■ Task requirements
Please show all lines of the records that include "struct".

- - - -

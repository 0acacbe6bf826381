//! Weighted skill fit of one candidate against one posting.
//!
//! Default: `WeightedSkillScorer` (pure, deterministic, no I/O).
//!
//! `AppState` holds an `Arc<dyn MatchScorer>` so ranking and recommendation
//! code never names a concrete scorer.

use serde::{Deserialize, Serialize};

use crate::models::profile::{CandidateProfile, Posting, RequirementSkill, Skill};

/// Highest level a skill can be rated at. Also the multiplier for the
/// best possible score of a requirement.
pub const MAX_SKILL_LEVEL: i32 = 5;

/// Fixed bonus for candidates with a lower GPA but real project experience.
pub const FAIRNESS_BOOST: i32 = 5;
pub const FAIRNESS_CGPA_CEILING: f64 = 7.0;
pub const FAIRNESS_MIN_PROJECTS: i32 = 2;

// ────────────────────────────────────────────────────────────────────────────
// Output data models
// ────────────────────────────────────────────────────────────────────────────

#[derive(Debug, Clone, Copy, PartialEq, Eq, Serialize, Deserialize)]
pub enum SkillStatus {
    Matched,
    Gap,
}

#[derive(Debug, Clone, PartialEq, Eq, Serialize, Deserialize)]
pub struct SkillBreakdown {
    pub skill: String,
    pub status: SkillStatus,
}

/// Derived per request, never persisted.
#[derive(Debug, Clone, PartialEq, Eq, Serialize, Deserialize)]
pub struct ScoreResult {
    pub skill_score: i32,
    pub fairness_boost: i32,
    pub final_score: i32,
    pub breakdown: Vec<SkillBreakdown>,
    pub gaps: Vec<String>,
}

impl ScoreResult {
    /// The defined result when there is nothing to compare.
    pub fn zero() -> Self {
        Self {
            skill_score: 0,
            fairness_boost: 0,
            final_score: 0,
            breakdown: vec![],
            gaps: vec![],
        }
    }
}

// ────────────────────────────────────────────────────────────────────────────
// Trait definition
// ────────────────────────────────────────────────────────────────────────────

/// Scores a candidate against a posting. CPU-bound; implementations must not
/// perform I/O.
pub trait MatchScorer: Send + Sync {
    fn score(&self, candidate: &CandidateProfile, posting: &Posting) -> ScoreResult;
}

/// Level × weight per satisfied requirement, minus the weight per gap, plus
/// the fairness boost.
pub struct WeightedSkillScorer;

impl MatchScorer for WeightedSkillScorer {
    fn score(&self, candidate: &CandidateProfile, posting: &Posting) -> ScoreResult {
        compute_match_score(candidate, posting)
    }
}

// ────────────────────────────────────────────────────────────────────────────
// Core algorithm
// ────────────────────────────────────────────────────────────────────────────

pub fn compute_match_score(candidate: &CandidateProfile, posting: &Posting) -> ScoreResult {
    let Some(skills) = candidate.skills.as_deref() else {
        return ScoreResult::zero();
    };
    if posting.required_skills.is_empty() {
        return ScoreResult::zero();
    }

    let mut skill_score = 0;
    let mut breakdown = Vec::with_capacity(posting.required_skills.len());
    let mut gaps = Vec::new();

    for requirement in &posting.required_skills {
        let status = match find_skill(skills, requirement) {
            Some(skill) if skill.level >= requirement.min_level => {
                skill_score += skill.level * requirement.weight;
                SkillStatus::Matched
            }
            _ => {
                skill_score -= requirement.weight;
                gaps.push(requirement.name.clone());
                SkillStatus::Gap
            }
        };
        breakdown.push(SkillBreakdown {
            skill: requirement.name.clone(),
            status,
        });
    }

    let fairness_boost = fairness_boost(candidate);

    ScoreResult {
        skill_score,
        fairness_boost,
        final_score: skill_score + fairness_boost,
        breakdown,
        gaps,
    }
}

/// First candidate skill whose name matches the requirement, ignoring case.
fn find_skill<'a>(skills: &'a [Skill], requirement: &RequirementSkill) -> Option<&'a Skill> {
    let wanted = requirement.name.to_lowercase();
    skills.iter().find(|s| s.name.to_lowercase() == wanted)
}

fn fairness_boost(candidate: &CandidateProfile) -> i32 {
    if candidate.cgpa < FAIRNESS_CGPA_CEILING && candidate.project_count >= FAIRNESS_MIN_PROJECTS {
        FAIRNESS_BOOST
    } else {
        0
    }
}

// ────────────────────────────────────────────────────────────────────────────
// Tests
// ────────────────────────────────────────────────────────────────────────────

#[cfg(test)]
mod tests {
    use super::*;
    use chrono::Utc;
    use uuid::Uuid;

    fn candidate(skills: Option<Vec<(&str, i32)>>, cgpa: f64, project_count: i32) -> CandidateProfile {
        CandidateProfile {
            id: "c1".to_string(),
            skills: skills.map(|list| {
                list.into_iter()
                    .map(|(name, level)| Skill {
                        name: name.to_string(),
                        level,
                    })
                    .collect()
            }),
            cgpa,
            project_count,
        }
    }

    fn posting(requirements: Vec<(&str, i32, i32)>) -> Posting {
        Posting {
            id: Uuid::new_v4(),
            title: "Backend Intern".to_string(),
            required_skills: requirements
                .into_iter()
                .map(|(name, weight, min_level)| RequirementSkill {
                    name: name.to_string(),
                    weight,
                    min_level,
                })
                .collect(),
            owner_id: "r1".to_string(),
            created_at: Utc::now(),
        }
    }

    #[test]
    fn test_matched_skill_scores_level_times_weight() {
        let result = compute_match_score(
            &candidate(Some(vec![("Python", 4)]), 8.0, 0),
            &posting(vec![("Python", 3, 3)]),
        );
        assert_eq!(result.skill_score, 12);
        assert_eq!(result.final_score, 12);
        assert_eq!(result.breakdown[0].status, SkillStatus::Matched);
        assert!(result.gaps.is_empty());
    }

    #[test]
    fn test_name_match_ignores_case() {
        let result = compute_match_score(
            &candidate(Some(vec![("python", 4)]), 8.0, 0),
            &posting(vec![("PYTHON", 1, 1)]),
        );
        assert_eq!(result.breakdown[0].status, SkillStatus::Matched);
        assert_eq!(result.skill_score, 4);
    }

    #[test]
    fn test_level_below_minimum_is_a_gap() {
        let result = compute_match_score(
            &candidate(Some(vec![("Rust", 2)]), 8.0, 0),
            &posting(vec![("Rust", 4, 3)]),
        );
        assert_eq!(result.skill_score, -4);
        assert_eq!(result.gaps, vec!["Rust".to_string()]);
        assert_eq!(result.breakdown[0].status, SkillStatus::Gap);
    }

    #[test]
    fn test_empty_skill_list_scores_all_gaps_with_boost() {
        let result = compute_match_score(
            &candidate(Some(vec![]), 6.5, 3),
            &posting(vec![("Go", 2, 2)]),
        );
        assert_eq!(result.skill_score, -2);
        assert_eq!(result.fairness_boost, 5);
        assert_eq!(result.final_score, 3);
        assert_eq!(result.gaps, vec!["Go".to_string()]);
    }

    #[test]
    fn test_absent_skills_returns_zero() {
        let result = compute_match_score(&candidate(None, 6.0, 4), &posting(vec![("Go", 2, 2)]));
        assert_eq!(result, ScoreResult::zero());
    }

    #[test]
    fn test_no_requirements_returns_zero() {
        let result = compute_match_score(&candidate(Some(vec![("Go", 5)]), 6.0, 4), &posting(vec![]));
        assert_eq!(result, ScoreResult::zero());
        assert_eq!(result.final_score, result.fairness_boost);
    }

    #[test]
    fn test_fairness_boost_needs_both_conditions() {
        let req = posting(vec![("Go", 1, 1)]);
        let skills = Some(vec![("Go", 1)]);
        assert_eq!(compute_match_score(&candidate(skills.clone(), 6.9, 2), &req).fairness_boost, 5);
        assert_eq!(compute_match_score(&candidate(skills.clone(), 7.0, 2), &req).fairness_boost, 0);
        assert_eq!(compute_match_score(&candidate(skills, 6.0, 1), &req).fairness_boost, 0);
    }

    #[test]
    fn test_breakdown_follows_requirement_order() {
        let result = compute_match_score(
            &candidate(Some(vec![("SQL", 3), ("Docker", 5)]), 8.0, 0),
            &posting(vec![("Docker", 2, 4), ("Kubernetes", 3, 1), ("SQL", 1, 3)]),
        );
        let skills: Vec<_> = result.breakdown.iter().map(|b| b.skill.as_str()).collect();
        assert_eq!(skills, vec!["Docker", "Kubernetes", "SQL"]);
        // 5*2 - 3 + 3*1
        assert_eq!(result.skill_score, 10);
        assert_eq!(result.gaps, vec!["Kubernetes".to_string()]);
    }

    #[test]
    fn test_scorer_trait_delegates_to_algorithm() {
        let c = candidate(Some(vec![("Python", 4)]), 8.0, 0);
        let p = posting(vec![("Python", 3, 3)]);
        assert_eq!(WeightedSkillScorer.score(&c, &p), compute_match_score(&c, &p));
    }
}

- - - -

■ Solution to the problem
pub struct SkillBreakdown {
pub struct ScoreResult {
pub struct WeightedSkillScorer;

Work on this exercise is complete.